> [TASK ITEM] All lines of the records below that contain the word "None" must be listed.

# # # # # # #

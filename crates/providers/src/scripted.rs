//! A deterministic provider that plays back canned chunk sequences.
//!
//! Used by the test suites across the workspace and usable by hosts that
//! want an offline dry-run mode. Each `stream()` call pops the next scripted
//! turn; an exhausted script yields a terminal error chunk so a test that
//! under-arms its script fails loudly.

use std::collections::VecDeque;
use std::time::Duration;

use parking_lot::Mutex;

use sb_domain::error::Result;
use sb_domain::stream::{RawUsage, StopReason, StreamChunk};
use sb_domain::token::ProviderKind;

use crate::traits::{ChunkStream, Provider, ProviderRequest};

pub struct ScriptedProvider {
    id: String,
    kind: ProviderKind,
    turns: Mutex<VecDeque<Vec<StreamChunk>>>,
    chunk_delay: Mutex<Option<Duration>>,
    requests: Mutex<Vec<ProviderRequest>>,
    window: Mutex<Option<u64>>,
}

impl ScriptedProvider {
    pub fn new(id: impl Into<String>, kind: ProviderKind) -> Self {
        Self {
            id: id.into(),
            kind,
            turns: Mutex::new(VecDeque::new()),
            chunk_delay: Mutex::new(None),
            requests: Mutex::new(Vec::new()),
            window: Mutex::new(None),
        }
    }

    /// Delay between chunks, for tests that need time to interleave aborts.
    pub fn set_chunk_delay(&self, delay: Duration) {
        *self.chunk_delay.lock() = Some(delay);
    }

    /// Advertise a fixed context window for every model.
    pub fn set_context_window(&self, tokens: u64) {
        *self.window.lock() = Some(tokens);
    }

    /// Queue a raw chunk sequence as the next turn.
    pub fn push_turn(&self, chunks: Vec<StreamChunk>) {
        self.turns.lock().push_back(chunks);
    }

    /// Queue a plain text turn ending in `end_turn`.
    pub fn push_text_turn(&self, text: &str, input_tokens: u64, output_tokens: u64) {
        self.push_usage_turn(
            text,
            RawUsage {
                input_tokens,
                output_tokens,
                ..Default::default()
            },
        );
    }

    /// Queue a text turn with full usage control (cache counters included).
    pub fn push_usage_turn(&self, text: &str, usage: RawUsage) {
        self.push_turn(vec![
            StreamChunk::Start,
            StreamChunk::TextStart,
            StreamChunk::TextDelta { text: text.into() },
            StreamChunk::TextEnd,
            StreamChunk::Done {
                usage,
                stop_reason: StopReason::EndTurn,
            },
        ]);
    }

    /// Queue a turn that requests one tool call, then stops for tool use.
    pub fn push_tool_turn(
        &self,
        text: &str,
        call_id: &str,
        tool_name: &str,
        arguments: serde_json::Value,
        usage: RawUsage,
    ) {
        self.push_turn(vec![
            StreamChunk::Start,
            StreamChunk::TextStart,
            StreamChunk::TextDelta { text: text.into() },
            StreamChunk::TextEnd,
            StreamChunk::ToolCallStart {
                call_id: call_id.into(),
                tool_name: tool_name.into(),
            },
            StreamChunk::ToolCallEnd {
                call_id: call_id.into(),
                tool_name: tool_name.into(),
                arguments,
            },
            StreamChunk::Done {
                usage,
                stop_reason: StopReason::ToolUse,
            },
        ]);
    }

    /// Every request this provider has served, in order.
    pub fn requests(&self) -> Vec<ProviderRequest> {
        self.requests.lock().clone()
    }

    pub fn calls(&self) -> usize {
        self.requests.lock().len()
    }

    pub fn remaining_turns(&self) -> usize {
        self.turns.lock().len()
    }
}

#[async_trait::async_trait]
impl Provider for ScriptedProvider {
    fn kind(&self) -> ProviderKind {
        self.kind
    }

    fn provider_id(&self) -> &str {
        &self.id
    }

    fn context_window(&self, _model: &str) -> Option<u64> {
        *self.window.lock()
    }

    async fn stream(&self, req: &ProviderRequest) -> Result<ChunkStream> {
        self.requests.lock().push(req.clone());

        let chunks = self.turns.lock().pop_front().unwrap_or_else(|| {
            vec![StreamChunk::Error {
                message: "scripted provider exhausted".into(),
                retryable: false,
            }]
        });
        let delay = *self.chunk_delay.lock();

        let stream = async_stream::stream! {
            for chunk in chunks {
                if let Some(delay) = delay {
                    tokio::time::sleep(delay).await;
                }
                yield Ok(chunk);
            }
        };
        Ok(Box::pin(stream))
    }
}

#[cfg(test)]
mod tests {
    use super::*;
    use futures_util::StreamExt;

    fn req() -> ProviderRequest {
        ProviderRequest {
            model: "m".into(),
            messages: vec![],
            tools: vec![],
            max_tokens: None,
            temperature: None,
        }
    }

    #[tokio::test]
    async fn plays_back_turns_in_order() {
        let provider = ScriptedProvider::new("test", ProviderKind::Openai);
        provider.push_text_turn("first", 10, 2);
        provider.push_text_turn("second", 20, 3);

        for expected in ["first", "second"] {
            let mut stream = provider.stream(&req()).await.unwrap();
            let mut text = String::new();
            while let Some(chunk) = stream.next().await {
                if let StreamChunk::TextDelta { text: t } = chunk.unwrap() {
                    text.push_str(&t);
                }
            }
            assert_eq!(text, expected);
        }
        assert_eq!(provider.calls(), 2);
    }

    #[tokio::test]
    async fn exhausted_script_yields_error_chunk() {
        let provider = ScriptedProvider::new("test", ProviderKind::Openai);
        let mut stream = provider.stream(&req()).await.unwrap();
        let chunk = stream.next().await.unwrap().unwrap();
        assert!(matches!(chunk, StreamChunk::Error { .. }));
    }

    #[tokio::test]
    async fn tool_turn_ends_with_tool_use_stop() {
        let provider = ScriptedProvider::new("test", ProviderKind::Anthropic);
        provider.push_tool_turn(
            "let me check",
            "c1",
            "read_file",
            serde_json::json!({"path": "a.txt"}),
            RawUsage {
                input_tokens: 50,
                output_tokens: 10,
                ..Default::default()
            },
        );

        let mut stream = provider.stream(&req()).await.unwrap();
        let mut saw_tool = false;
        let mut stop = None;
        while let Some(chunk) = stream.next().await {
            match chunk.unwrap() {
                StreamChunk::ToolCallEnd { tool_name, .. } => {
                    saw_tool = true;
                    assert_eq!(tool_name, "read_file");
                }
                StreamChunk::Done { stop_reason, .. } => stop = Some(stop_reason),
                _ => {}
            }
        }
        assert!(saw_tool);
        assert_eq!(stop, Some(StopReason::ToolUse));
    }
}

# # # # # # #

> [TASK RESPONSE]
            chunk_delay: Mutex::new(None),
            window: Mutex::new(None),
            max_tokens: None,
            temperature: None,
        let mut stop = None;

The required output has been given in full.